Hand grip strength could be an indicator of cardiovascular health and heart structure, according to a new study.
Typically, hand grip strength is used to measure muscular strength, but researchers from the Queen Mary University of London wanted to explore the little-studied correlation between handgrip and heart health.
Previous research has found that hand grip strength is associated with cardiovascular incidents, but until now that link has not been thoroughly investigated.
The findings, published in the journal PLOS ONE, show that better hand grip strength illustrates certain healthy cardiac functions and could mean a reduced risk of cardiovascular incidents.
For the study, the researchers collected and analyzed cardiovascular magnetic resonance images and measured the hand grip strength of 5,065 participants.
A statistical model was then created so the researchers could account for potential factors that would influence the study such as demographics, how physically active the participants were, and other known cardiac risk factors.
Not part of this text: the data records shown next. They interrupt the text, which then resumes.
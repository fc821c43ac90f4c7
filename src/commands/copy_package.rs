//! `archive-admin copy-package`: copy sources between archives and suites.

use std::process;

use anyhow::{Context, Result};
use clap::Args;
use tracing::{info, warn};

use super::{confirm, connect, fail, find_source, open_suite};
use crate::cli::Cli;
use crate::color::ColorScheme;
use crate::launchpad::{Archive, CopyRequest, LaunchpadApi, SourcePublication, Suite};

#[derive(Debug, Clone, Args)]
pub struct CopyPackageArgs {
  /// Source package names
  #[arg(required = true, value_name = "PACKAGE")]
  pub packages: Vec<String>,

  /// Archive to copy from
  #[arg(long = "from", default_value = "ubuntu", value_name = "ARCHIVE")]
  pub from_archive: String,

  /// Suite to copy from, e.g. noble-proposed
  #[arg(short = 's', long = "from-suite", value_name = "SUITE")]
  pub from_suite: Suite,

  /// Archive to copy to
  #[arg(long = "to", default_value = "ubuntu", value_name = "ARCHIVE")]
  pub to_archive: String,

  /// Suite to copy to (default: the source suite)
  #[arg(long = "to-suite", value_name = "SUITE")]
  pub to_suite: Option<Suite>,

  /// Copy the binaries too
  #[arg(short = 'b', long)]
  pub include_binaries: bool,

  /// Allow copying from a private archive to a public one
  #[arg(long)]
  pub unembargo: bool,

  /// Skip the destination's upload queue approval
  #[arg(long)]
  pub auto_approve: bool,

  /// Copy this version instead of the current publication
  #[arg(long = "version", value_name = "VERSION")]
  pub package_version: Option<String>,
}

impl CopyPackageArgs {
  pub fn validate(&self) -> Result<(), String> {
    if self.package_version.is_some() && self.packages.len() > 1 {
      return Err("--version can only be used with a single package".to_string());
    }
    if self.from_archive == self.to_archive && self.destination_suite() == self.from_suite {
      return Err(format!(
        "Cannot copy from {}/{} to itself",
        self.from_archive, self.from_suite
      ));
    }
    Ok(())
  }

  pub fn destination_suite(&self) -> Suite {
    self.to_suite.clone().unwrap_or_else(|| self.from_suite.clone())
  }
}

/// The copies to request, resolved against Launchpad.
#[derive(Debug)]
pub struct CopyPlan {
  pub destination: Archive,
  pub copies: Vec<(SourcePublication, CopyRequest)>,
  /// Requested packages with no matching publication.
  pub missing: Vec<String>,
}

/// Look up every requested source in the origin suite.
pub async fn plan_copy(api: &dyn LaunchpadApi, args: &CopyPackageArgs) -> Result<CopyPlan> {
  let (from_archive, from_series) = open_suite(api, &args.from_archive, &args.from_suite).await?;
  let to_suite = args.destination_suite();
  let (destination, _) = open_suite(api, &args.to_archive, &to_suite).await?;

  let mut copies = Vec::new();
  let mut missing = Vec::new();
  for name in &args.packages {
    let found = find_source(
      api,
      &from_archive,
      &from_series,
      args.from_suite.pocket,
      name,
      args.package_version.as_deref(),
    )
    .await
    .with_context(|| format!("Failed to look up {name} in {}", args.from_suite))?;

    let Some(publication) = found else {
      warn!("{name} is not published in {}/{}", args.from_archive, args.from_suite);
      missing.push(name.clone());
      continue;
    };

    let request = CopyRequest {
      source_name: publication.source_package_name.clone(),
      version: publication.source_package_version.clone(),
      from_archive_link: from_archive.self_link.clone(),
      to_series: Some(to_suite.series.clone()),
      to_pocket: to_suite.pocket,
      include_binaries: args.include_binaries,
      unembargo: args.unembargo,
      auto_approve: args.auto_approve,
    };
    copies.push((publication, request));
  }

  Ok(CopyPlan {
    destination,
    copies,
    missing,
  })
}

pub async fn execute_copy(api: &dyn LaunchpadApi, plan: &CopyPlan) -> Result<usize> {
  for (_, request) in &plan.copies {
    api
      .copy_package(&plan.destination, request)
      .await
      .with_context(|| format!("Failed to copy {} {}", request.source_name, request.version))?;
    info!("Requested copy of {} {}", request.source_name, request.version);
  }
  Ok(plan.copies.len())
}

/// One line of the copy listing, e.g. `→ Copy hello 2.10-3 from ubuntu/noble-proposed to ubuntu/noble-updates`.
pub fn describe_copy(
  colors: &ColorScheme,
  args: &CopyPackageArgs,
  publication: &SourcePublication,
  request: &CopyRequest,
) -> String {
  format!(
    "{} {} {} {} {} {}/{} {} {}/{}{}",
    colors.info("→"),
    colors.emphasis("Copy"),
    publication.source_package_name,
    colors.number(&publication.source_package_version),
    colors.dimmed("from"),
    args.from_archive,
    args.from_suite,
    colors.dimmed("to"),
    args.to_archive,
    args.destination_suite(),
    if request.include_binaries { " (with binaries)" } else { "" },
  )
}

pub(crate) async fn handle_copy_package_command(args: &CopyPackageArgs, cli: &Cli, colors: &ColorScheme) {
  let client = connect(cli, colors);
  let plan = match plan_copy(&client, args).await {
    Ok(plan) => plan,
    Err(e) => fail(colors, "Failed to prepare copy", e, 1),
  };

  for (publication, request) in &plan.copies {
    println!("{}", describe_copy(colors, args, publication, request));
  }

  if plan.copies.is_empty() {
    eprintln!("{} {}", colors.error("✗"), colors.error("Nothing to copy"));
    process::exit(1);
  }
  if cli.behavior.dry_run {
    println!("{}", colors.dimmed("Dry run; no copies requested."));
    return;
  }
  if !cli.behavior.yes && !confirm("Copy?") {
    return;
  }

  match execute_copy(&client, &plan).await {
    Ok(count) => println!("{} Requested {} copies", colors.success("✓"), colors.number(count)),
    Err(e) => fail(colors, "Copy failed", e, 1),
  }
  if !plan.missing.is_empty() {
    process::exit(1);
  }
}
After analyzing the measurements and images, the researchers found that the participants with a stronger hand grip had lower heart mass and pumped more blood per heartbeat than those with decreased hand grip strength.
The more blood per heartbeat means that for those participants, the heart is not suffering from remodeling which can occur with high blood pressure or after a heart attack.
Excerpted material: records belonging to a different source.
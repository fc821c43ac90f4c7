use std::collections::BTreeMap;
use std::time::Duration;

use async_trait::async_trait;
use reqwest::Client;
use tracing::debug;

use super::error::{QaTrackerError, Result};
use super::models::{
  Bug, Build, FromRecord, Milestone, Product, Rebuild, Series, SeriesManifest, TestResult, Testcase, records,
};
use super::status::{
  BUILD_MILESTONE_STATUS, MILESTONE_SERIES_MANIFEST_STATUS, MILESTONE_SERIES_STATUS, MILESTONE_STATUS,
  PRODUCT_STATUS, REBUILD_STATUS, RESULT_RESULT, RESULT_STATUS, StatusFilter, TESTCASE_STATUS, valid_id_list,
};
use super::xmlrpc::{Value, decode_response, encode_call};

/// Carries one XML-RPC call. Implemented over HTTP by [`HttpTransport`] and
/// by fakes in tests.
#[async_trait]
pub trait RpcTransport: Send + Sync {
  async fn call(&self, method: &str, params: Vec<Value>) -> Result<Value>;
}

pub struct HttpTransport {
  url: String,
  client: Client,
  auth: Option<(String, String)>,
}

impl HttpTransport {
  /// Basic auth is only sent when both username and password are non-empty.
  pub fn new(url: &str, username: Option<&str>, password: Option<&str>, timeout_secs: u64) -> Result<Self> {
    let client = Client::builder()
      .user_agent(format!("archive-admin/{}", env!("CARGO_PKG_VERSION")))
      .timeout(Duration::from_secs(timeout_secs))
      .build()?;

    let auth = match (username, password) {
      (Some(user), Some(pass)) if !user.is_empty() && !pass.is_empty() => Some((user.to_string(), pass.to_string())),
      _ => None,
    };

    Ok(Self {
      url: url.to_string(),
      client,
      auth,
    })
  }
}

#[async_trait]
impl RpcTransport for HttpTransport {
  async fn call(&self, method: &str, params: Vec<Value>) -> Result<Value> {
    debug!("XML-RPC {method} -> {}", self.url);
    let mut request = self
      .client
      .post(&self.url)
      .header(reqwest::header::CONTENT_TYPE, "text/xml")
      .body(encode_call(method, &params));
    if let Some((user, pass)) = &self.auth {
      request = request.basic_auth(user, Some(pass));
    }

    let response = request.send().await?;
    let status = response.status();
    if !status.is_success() {
      return Err(QaTrackerError::Status {
        status: status.as_u16(),
      });
    }
    decode_response(&response.text().await?)
  }
}

/// A connected tracker session.
pub struct QaTracker {
  transport: Box<dyn RpcTransport>,
  access: Option<String>,
}

impl QaTracker {
  /// Connect over HTTP.
  pub async fn connect(url: &str, username: Option<&str>, password: Option<&str>, timeout_secs: u64) -> Result<Self> {
    let transport = HttpTransport::new(url, username, password, timeout_secs)?;
    Self::with_transport(Box::new(transport)).await
  }

  /// Probe the endpoint with `system.listMethods`, then fetch the session's
  /// access level.
  pub async fn with_transport(transport: Box<dyn RpcTransport>) -> Result<Self> {
    transport.call("system.listMethods", Vec::new()).await?;
    let access = match transport.call("qatracker.get_access", Vec::new()).await? {
      Value::Nil => None,
      value => Some(value.to_text()),
    };
    debug!("QA tracker access: {access:?}");
    Ok(Self { transport, access })
  }

  /// `None` when the tracker does not report an access level.
  pub fn access(&self) -> Option<&str> {
    self.access.as_deref()
  }

  fn require(&self, required: &'static str) -> Result<()> {
    let allowed: &[&str] = if required == "admin" { &["admin"] } else { &["user", "admin"] };
    match &self.access {
      Some(access) if !allowed.contains(&access.as_str()) => Err(QaTrackerError::AccessDenied {
        required,
        actual: access.clone(),
      }),
      _ => Ok(()),
    }
  }

  async fn call(&self, method: &str, params: Vec<Value>) -> Result<Value> {
    self.transport.call(method, params).await
  }

  async fn list<T: FromRecord>(&self, method: &str, params: Vec<Value>) -> Result<Vec<T>> {
    records(&self.call(method, params).await?)
  }

  async fn confirm(&self, method: &str, params: Vec<Value>, action: &'static str) -> Result<()> {
    match self.call(method, params).await? {
      Value::Bool(true) => Ok(()),
      _ => Err(QaTrackerError::Rejected(action)),
    }
  }

  /// Every bug reported on the site.
  pub async fn get_bugs(&self) -> Result<Vec<Bug>> {
    self.list("qatracker.bugs.get_list", vec![Value::Int(0)]).await
  }

  pub async fn get_milestones(&self, status: Option<&[StatusFilter<'_>]>) -> Result<Vec<Milestone>> {
    let filter = valid_id_list(MILESTONE_STATUS, status)?;
    if filter.is_empty() {
      return Ok(Vec::new());
    }
    self.list("qatracker.milestones.get_list", vec![filter.into()]).await
  }

  pub async fn get_products(&self, status: Option<&[StatusFilter<'_>]>) -> Result<Vec<Product>> {
    let filter = valid_id_list(PRODUCT_STATUS, status)?;
    if filter.is_empty() {
      return Ok(Vec::new());
    }
    self.list("qatracker.products.get_list", vec![filter.into()]).await
  }

  pub async fn get_rebuilds(&self, status: Option<&[StatusFilter<'_>]>) -> Result<Vec<Rebuild>> {
    let filter = valid_id_list(REBUILD_STATUS, status)?;
    if filter.is_empty() {
      return Ok(Vec::new());
    }
    self.list("qatracker.rebuilds.get_list", vec![filter.into()]).await
  }

  pub async fn get_series(&self, status: Option<&[StatusFilter<'_>]>) -> Result<Vec<Series>> {
    let filter = valid_id_list(MILESTONE_SERIES_STATUS, status)?;
    if filter.is_empty() {
      return Ok(Vec::new());
    }
    self.list("qatracker.series.get_list", vec![filter.into()]).await
  }

  /// Bugs linked to a milestone.
  pub async fn milestone_bugs(&self, milestone: &Milestone) -> Result<Vec<Bug>> {
    self
      .list("qatracker.bugs.get_list", vec![Value::Int(milestone.id.unwrap_or_default())])
      .await
  }

  pub async fn milestone_builds(&self, milestone: &Milestone, status: Option<&[StatusFilter<'_>]>) -> Result<Vec<Build>> {
    let filter = valid_id_list(BUILD_MILESTONE_STATUS, status)?;
    if filter.is_empty() {
      return Ok(Vec::new());
    }
    self
      .list(
        "qatracker.builds.get_list",
        vec![Value::Int(milestone.id.unwrap_or_default()), filter.into()],
      )
      .await
  }

  /// Post a build of `product` to an active milestone. Returns the new build
  /// as listed by the tracker afterwards, if it shows up.
  pub async fn add_build(
    &self,
    milestone: &Milestone,
    product: &Product,
    version: &str,
    note: &str,
    notify: bool,
  ) -> Result<Option<Build>> {
    if milestone.status != Some(0) {
      return Err(QaTrackerError::Inactive("milestones"));
    }
    self.require("admin")?;
    if product.status != Some(0) {
      return Err(QaTrackerError::Inactive("products"));
    }

    let product_id = product.id.unwrap_or_default();
    self
      .call(
        "qatracker.builds.add",
        vec![
          Value::Int(product_id),
          Value::Int(milestone.id.unwrap_or_default()),
          version.into(),
          note.into(),
          notify.into(),
        ],
      )
      .await?;

    let builds = self.milestone_builds(milestone, Some(&[StatusFilter::Index(0)])).await?;
    Ok(
      builds
        .into_iter()
        .find(|build| build.productid == Some(product_id) && build.version == version),
    )
  }

  pub async fn build_results(
    &self,
    build: &Build,
    testcase: i64,
    status: Option<&[StatusFilter<'_>]>,
  ) -> Result<Vec<TestResult>> {
    if testcase <= 0 {
      return Err(QaTrackerError::NotFound(format!("testcase: {testcase}")));
    }
    let filter = valid_id_list(RESULT_STATUS, status)?;
    if filter.is_empty() {
      return Ok(Vec::new());
    }
    self
      .list(
        "qatracker.results.get_list",
        vec![Value::Int(build.id.unwrap_or_default()), Value::Int(testcase), filter.into()],
      )
      .await
  }

  /// Record a test result against a build. `bugs` maps bug numbers to an
  /// importance of 0 or 1.
  pub async fn add_result(
    &self,
    build: &Build,
    testcase: i64,
    result: StatusFilter<'_>,
    comment: &str,
    hardware: &str,
    bugs: &BTreeMap<i64, i64>,
  ) -> Result<Option<TestResult>> {
    self.require("user")?;
    if testcase <= 0 {
      return Err(QaTrackerError::NotFound(format!("testcase: {testcase}")));
    }
    let result = valid_id_list(RESULT_RESULT, Some(&[result]))?;
    let bugs = bug_map(bugs)?;

    let added = self
      .call(
        "qatracker.results.add",
        vec![
          Value::Int(build.id.unwrap_or_default()),
          Value::Int(testcase),
          Value::Int(result[0]),
          comment.into(),
          hardware.into(),
          bugs,
        ],
      )
      .await?;
    let result_id = added.as_int().unwrap_or(-1);
    if result_id == -1 {
      return Err(QaTrackerError::Rejected("post your result"));
    }

    let results = self.build_results(build, testcase, Some(&[StatusFilter::Index(0)])).await?;
    Ok(results.into_iter().find(|r| r.id == Some(result_id)))
  }

  pub async fn product_testcases(
    &self,
    product: &Product,
    series: i64,
    status: Option<&[StatusFilter<'_>]>,
  ) -> Result<Vec<Testcase>> {
    let filter = valid_id_list(TESTCASE_STATUS, status)?;
    if filter.is_empty() {
      return Ok(Vec::new());
    }
    self
      .list(
        "qatracker.testcases.get_list",
        vec![Value::Int(product.id.unwrap_or_default()), Value::Int(series), filter.into()],
      )
      .await
  }

  /// Write back a result's outcome, comment, hardware and bugs.
  pub async fn save_result(&self, result: &TestResult) -> Result<()> {
    self.require("user")?;
    if result.deleted {
      return Err(QaTrackerError::ResultDeleted);
    }
    self
      .confirm(
        "qatracker.results.update",
        vec![
          Value::Int(result.id.unwrap_or_default()),
          Value::Int(result.result.unwrap_or_default()),
          result.comment.as_str().into(),
          result.hardware.as_str().into(),
          bug_map(&result.bugs)?,
        ],
        "update the result",
      )
      .await
  }

  /// Remove a result. The record is marked disabled and refuses later saves.
  pub async fn delete_result(&self, result: &mut TestResult) -> Result<()> {
    self.require("user")?;
    if result.deleted {
      return Err(QaTrackerError::ResultDeleted);
    }
    self
      .confirm(
        "qatracker.results.delete",
        vec![Value::Int(result.id.unwrap_or_default())],
        "remove the result",
      )
      .await?;
    result.status = Some(1);
    result.deleted = true;
    Ok(())
  }

  /// Save a rebuild's status.
  pub async fn save_rebuild(&self, rebuild: &Rebuild) -> Result<()> {
    self.require("admin")?;
    self
      .confirm(
        "qatracker.rebuilds.update_status",
        vec![
          Value::Int(rebuild.id.unwrap_or_default()),
          Value::Int(rebuild.status.unwrap_or_default()),
        ],
        "update the rebuild",
      )
      .await
  }

  pub async fn series_manifest(&self, series: &Series, status: Option<&[StatusFilter<'_>]>) -> Result<Vec<SeriesManifest>> {
    let filter = valid_id_list(MILESTONE_SERIES_MANIFEST_STATUS, status)?;
    if filter.is_empty() {
      return Ok(Vec::new());
    }
    self
      .list(
        "qatracker.series.get_manifest",
        vec![Value::Int(series.id.unwrap_or_default()), filter.into()],
      )
      .await
  }
}

fn bug_map(bugs: &BTreeMap<i64, i64>) -> Result<Value> {
  let mut members = BTreeMap::new();
  for (&bug, &importance) in bugs {
    if bug <= 0 {
      return Err(QaTrackerError::InvalidBug {
        bug,
        reason: "a bug number must be positive",
      });
    }
    if !(0..=1).contains(&importance) {
      return Err(QaTrackerError::InvalidBug {
        bug,
        reason: "a bug importance must be 0 or 1",
      });
    }
    members.insert(bug.to_string(), Value::Int(importance));
  }
  Ok(Value::Struct(members))
}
The results show that a stronger hand grip could be indicative of a healthy heart and reduced risk of cardiovascular issues.
“Our study of over 4,600 people shows that better handgrip strength is associated with having a healthier heart structure and function,” said Steffen Petersen, a leader of the research.
The researchers also note that future research should investigate this connection in depth as measuring hand-grip strength would be an easy way for medical professionals to measure heart health.
“Handgrip strength is an inexpensive, reproducible and easy to implement the measure, and could become an important method for identifying those at a high risk of heart disease and preventing major life-changing events, such as heart attacks,” said Peterson.